MARIANNE & LEONARD: WORDS OF LOVE
(director: Nick Broomfield; cinematographer: Barney Broomfield; editor: Marc Hoeferlin; music: Nick Laird-Clowes; cast: Helle Goldman, Richard Vick, Aviva Layton, Judy Collins, Julie Felix, John Simon, Ron Cornelius, Jan Christian Mollestad, Billy Donovan, Mary Macha, Don Lowe; Runtime: 98; MPAA Rating: R; producers: Nick Broomfield, Marc Hoeferlin, Shani Hinton, Kyle Gibbon; Roadside Attractions; 2019)
“An insightful look at the relationship between the great late musician Leonard Cohen and his Norwegian muse Marianne Ihlen.”
Reviewed by Dennis Schwartz
Veteran British documentary director Nick Broomfield (“Kurt & Courtney”/”Biggie & Tupac and Whitney: Can I Be Me?”) in his most personal documentary gives us an insightful look at the relationship between the great late Canadian musician Leonard Cohen and his Norwegian muse Marianne Ihlen. It takes a tender look on this love affair and does so with lots of archival material, including footage shot on Hydra.
The Greek island of Hydra was the place to be for a group of 1960 expat free-love artists and writers, who at that time were lured to the idyllic beaches by cheap living and by the availability of mind-expanding drugs.The free-spirits joined together to follow the mantra of the counter-culture to “turn on, tune in, and drop out.” In this casual bohemian setting an unknown aspiring songwriter Leonard Cohen met his lover and muse, the beautiful divorcee with a child, Marianne, whom he stayed with in Hydra until 1968.If you know his popular song “So Long, Marianne,” you know the story. But if you want more details, Nick Broomfield will give it to you in this endearing film.
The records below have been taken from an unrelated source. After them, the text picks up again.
// Copyright 2019-2022 ChainSafe Systems
// SPDX-License-Identifier: Apache-2.0, MIT

use fvm_ipld_encoding::ipld_block::IpldBlock;
use fvm_shared::bigint::BigInt;
use fvm_shared::error::ExitCode;
use serde::de::DeserializeOwned;

pub use self::actor_error::*;
pub use self::builtin::*;
pub use self::dispatch::*;
pub use self::util::*;

pub mod actor_error;
pub mod builtin;
mod dispatch;
pub mod runtime;
pub mod util;

#[cfg(feature = "test_utils")]
pub mod test_blockstores;
#[cfg(feature = "test_utils")]
pub mod test_utils;

/// Sum over deals of piece size times duration.
pub type DealWeight = BigInt;

/// Result of a message send to another actor, as surfaced by the runtime.
#[derive(Clone, Debug, PartialEq, Eq)]
pub struct Response {
    pub exit_code: ExitCode,
    pub return_data: Option<IpldBlock>,
}

/// A send that could not be delivered at all, as opposed to one the recipient rejected.
#[derive(thiserror::Error, Debug, Clone, PartialEq, Eq)]
#[error("send failed with exit code {0:?}")]
pub struct SendError(pub ExitCode);

/// Converts a send result into an actor error, treating a non-zero exit code from the
/// recipient as a failure.
pub fn extract_send_result(
    res: Result<Response, SendError>,
) -> Result<Option<IpldBlock>, ActorError> {
    let ret = res.map_err(|e| {
        ActorError::unchecked(e.0, format!("send failed with exit code {:?}", e.0))
    })?;
    if ret.exit_code.is_success() {
        Ok(ret.return_data)
    } else {
        Err(ActorError::unchecked(
            ret.exit_code,
            format!("send aborted with code {:?}", ret.exit_code),
        ))
    }
}

/// Deserializes the return value of a send, which must be present.
pub fn deserialize_block<T>(ret: Option<IpldBlock>) -> Result<T, ActorError>
where
    T: DeserializeOwned,
{
    ret.context_code(ExitCode::USR_ASSERTION_FAILED, "return expected")?
        .deserialize()
        .exit_code(ExitCode::USR_SERIALIZATION)
}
Their fairy tale love affair worked in paradise, but when the struggling songwriter left the island for his hometown of Montreal things changed. Judy Collins recorded his “Suzanne” and it becomes a hit. When he sings it with her at a fundraiser, he becomes a future star and his relationship with his Hydra lady drastically changes. Even though he invites her to Montreal with her son, he cannot renew his love for her and instead chases after his music career. Soon he is no longer the struggling artist but a popular one, too busy to be with her. The romance simmers down to a friendship. But the relationship survived on and off, until their deaths — three months apart — in 2016.
Basically what the film does is chart their intense romance and rocky friendship from the onset of their initial meeting till their deaths.The lovers may have been hurt by a love that fades. It was a love to their regret that can’t be found by them again in anyone else, but their story resulted in some unbelievably good songs.
I’ve been a big Leonard Cohen fan forever and found the film a gem. It’s also curious that the director not only knew them both but he was on Hydra in 1968 and was briefly a lover of Marianne himself–considering her a muse for his film career.